» **Task instructions**
Return a copy of every line in the data below that contains "already".

··· Data under study

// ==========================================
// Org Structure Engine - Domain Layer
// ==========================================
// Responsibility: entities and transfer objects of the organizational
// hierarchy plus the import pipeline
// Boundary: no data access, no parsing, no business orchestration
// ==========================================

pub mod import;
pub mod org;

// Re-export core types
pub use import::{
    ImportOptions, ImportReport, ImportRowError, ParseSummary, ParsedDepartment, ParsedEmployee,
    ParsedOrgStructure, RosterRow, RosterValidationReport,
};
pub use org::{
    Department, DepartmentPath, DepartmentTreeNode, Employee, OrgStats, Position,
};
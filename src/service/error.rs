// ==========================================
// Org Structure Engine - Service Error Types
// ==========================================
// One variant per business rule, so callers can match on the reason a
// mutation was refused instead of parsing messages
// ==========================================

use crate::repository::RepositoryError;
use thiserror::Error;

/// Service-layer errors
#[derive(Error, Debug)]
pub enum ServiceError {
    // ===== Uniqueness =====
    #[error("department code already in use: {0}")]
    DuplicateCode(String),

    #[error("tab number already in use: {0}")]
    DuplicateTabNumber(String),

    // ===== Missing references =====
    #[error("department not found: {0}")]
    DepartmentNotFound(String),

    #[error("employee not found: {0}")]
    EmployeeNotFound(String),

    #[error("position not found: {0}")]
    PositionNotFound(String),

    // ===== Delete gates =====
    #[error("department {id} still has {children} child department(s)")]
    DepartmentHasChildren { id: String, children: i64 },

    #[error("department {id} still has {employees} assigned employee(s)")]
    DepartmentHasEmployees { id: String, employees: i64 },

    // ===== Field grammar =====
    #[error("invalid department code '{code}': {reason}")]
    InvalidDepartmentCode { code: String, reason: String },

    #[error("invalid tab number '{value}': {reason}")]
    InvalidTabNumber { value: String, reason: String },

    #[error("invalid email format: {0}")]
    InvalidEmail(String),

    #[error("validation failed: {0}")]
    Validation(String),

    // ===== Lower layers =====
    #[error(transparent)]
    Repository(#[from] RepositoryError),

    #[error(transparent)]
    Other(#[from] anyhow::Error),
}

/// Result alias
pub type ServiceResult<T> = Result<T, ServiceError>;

······
··· Data under study

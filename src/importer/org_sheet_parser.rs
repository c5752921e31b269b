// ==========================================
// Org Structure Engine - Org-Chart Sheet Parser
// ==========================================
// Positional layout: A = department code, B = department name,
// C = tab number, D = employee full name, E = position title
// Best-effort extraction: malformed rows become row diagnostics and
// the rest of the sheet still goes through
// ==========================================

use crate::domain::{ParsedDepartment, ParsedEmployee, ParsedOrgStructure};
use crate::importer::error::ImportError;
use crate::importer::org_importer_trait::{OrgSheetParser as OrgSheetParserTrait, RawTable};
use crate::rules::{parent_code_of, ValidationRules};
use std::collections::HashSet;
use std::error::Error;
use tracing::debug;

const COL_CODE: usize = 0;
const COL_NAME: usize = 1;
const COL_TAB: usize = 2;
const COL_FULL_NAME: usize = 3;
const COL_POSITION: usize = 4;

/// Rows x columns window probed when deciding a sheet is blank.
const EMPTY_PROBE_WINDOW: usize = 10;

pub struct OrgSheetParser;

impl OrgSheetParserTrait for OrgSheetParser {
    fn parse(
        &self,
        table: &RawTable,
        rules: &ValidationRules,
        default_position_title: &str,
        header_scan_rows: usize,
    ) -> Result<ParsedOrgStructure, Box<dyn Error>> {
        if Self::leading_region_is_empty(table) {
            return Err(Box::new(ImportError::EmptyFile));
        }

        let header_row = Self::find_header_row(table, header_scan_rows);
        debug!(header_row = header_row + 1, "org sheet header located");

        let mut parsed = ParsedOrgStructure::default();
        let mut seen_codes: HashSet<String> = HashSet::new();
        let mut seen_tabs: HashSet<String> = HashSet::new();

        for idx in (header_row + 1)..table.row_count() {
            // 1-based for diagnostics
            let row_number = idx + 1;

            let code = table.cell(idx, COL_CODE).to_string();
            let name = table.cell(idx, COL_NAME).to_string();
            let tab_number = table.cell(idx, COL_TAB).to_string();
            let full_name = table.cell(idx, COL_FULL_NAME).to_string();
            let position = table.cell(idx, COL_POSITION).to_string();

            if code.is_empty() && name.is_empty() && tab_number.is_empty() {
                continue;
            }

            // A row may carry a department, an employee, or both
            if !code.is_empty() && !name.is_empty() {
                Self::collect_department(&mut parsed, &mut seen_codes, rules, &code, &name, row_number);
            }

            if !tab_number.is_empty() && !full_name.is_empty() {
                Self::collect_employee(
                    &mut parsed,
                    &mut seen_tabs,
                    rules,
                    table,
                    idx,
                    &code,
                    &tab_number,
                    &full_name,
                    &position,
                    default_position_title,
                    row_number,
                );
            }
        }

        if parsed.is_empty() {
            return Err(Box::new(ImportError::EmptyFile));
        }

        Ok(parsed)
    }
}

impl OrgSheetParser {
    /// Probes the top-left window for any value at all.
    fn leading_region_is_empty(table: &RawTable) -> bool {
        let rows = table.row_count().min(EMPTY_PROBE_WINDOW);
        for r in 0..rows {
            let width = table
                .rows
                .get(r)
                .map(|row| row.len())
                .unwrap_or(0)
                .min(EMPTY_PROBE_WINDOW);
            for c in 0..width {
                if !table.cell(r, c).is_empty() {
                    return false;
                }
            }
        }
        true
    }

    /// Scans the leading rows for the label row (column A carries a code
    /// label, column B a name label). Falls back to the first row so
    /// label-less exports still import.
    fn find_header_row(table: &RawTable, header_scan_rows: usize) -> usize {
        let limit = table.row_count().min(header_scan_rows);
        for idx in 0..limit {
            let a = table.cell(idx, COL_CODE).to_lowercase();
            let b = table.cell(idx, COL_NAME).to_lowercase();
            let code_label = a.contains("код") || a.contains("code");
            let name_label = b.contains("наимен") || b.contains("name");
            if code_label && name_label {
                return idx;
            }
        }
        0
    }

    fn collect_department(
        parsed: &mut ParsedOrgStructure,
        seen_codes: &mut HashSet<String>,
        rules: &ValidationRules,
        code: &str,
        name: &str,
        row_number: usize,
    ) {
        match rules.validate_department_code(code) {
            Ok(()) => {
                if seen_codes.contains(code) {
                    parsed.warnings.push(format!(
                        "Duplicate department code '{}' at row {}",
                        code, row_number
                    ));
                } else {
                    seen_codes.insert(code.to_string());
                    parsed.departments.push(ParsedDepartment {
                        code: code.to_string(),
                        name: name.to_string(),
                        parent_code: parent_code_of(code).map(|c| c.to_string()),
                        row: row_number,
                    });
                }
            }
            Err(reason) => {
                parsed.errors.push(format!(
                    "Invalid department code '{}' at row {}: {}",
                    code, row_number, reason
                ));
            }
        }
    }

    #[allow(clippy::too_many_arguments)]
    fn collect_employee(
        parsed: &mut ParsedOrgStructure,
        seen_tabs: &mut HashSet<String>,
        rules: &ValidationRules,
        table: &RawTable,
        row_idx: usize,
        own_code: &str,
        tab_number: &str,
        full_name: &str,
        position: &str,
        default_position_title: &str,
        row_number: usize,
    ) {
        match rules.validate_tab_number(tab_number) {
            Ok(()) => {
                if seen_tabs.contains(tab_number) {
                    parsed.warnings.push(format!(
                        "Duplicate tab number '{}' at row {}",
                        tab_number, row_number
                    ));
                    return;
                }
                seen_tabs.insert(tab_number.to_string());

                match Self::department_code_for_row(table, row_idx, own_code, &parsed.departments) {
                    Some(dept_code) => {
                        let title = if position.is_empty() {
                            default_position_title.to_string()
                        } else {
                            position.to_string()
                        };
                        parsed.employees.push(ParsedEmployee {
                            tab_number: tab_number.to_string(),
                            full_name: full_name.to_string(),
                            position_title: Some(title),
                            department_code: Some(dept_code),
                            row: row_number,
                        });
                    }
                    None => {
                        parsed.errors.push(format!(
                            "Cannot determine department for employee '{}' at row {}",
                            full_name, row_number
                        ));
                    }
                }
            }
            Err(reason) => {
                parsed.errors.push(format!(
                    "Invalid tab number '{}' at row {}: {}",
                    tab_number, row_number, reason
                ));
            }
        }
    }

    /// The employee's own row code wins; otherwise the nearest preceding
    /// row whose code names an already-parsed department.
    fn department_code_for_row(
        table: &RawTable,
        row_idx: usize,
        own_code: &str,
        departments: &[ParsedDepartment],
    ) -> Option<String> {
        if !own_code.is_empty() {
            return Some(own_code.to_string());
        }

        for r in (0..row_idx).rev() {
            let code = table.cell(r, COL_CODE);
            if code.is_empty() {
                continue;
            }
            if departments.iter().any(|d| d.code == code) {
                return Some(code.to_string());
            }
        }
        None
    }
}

······

» **Exercise answer**
    #[error("department code already in use: {0}")]
    #[error("tab number already in use: {0}")]
    /// row whose code names an already-parsed department.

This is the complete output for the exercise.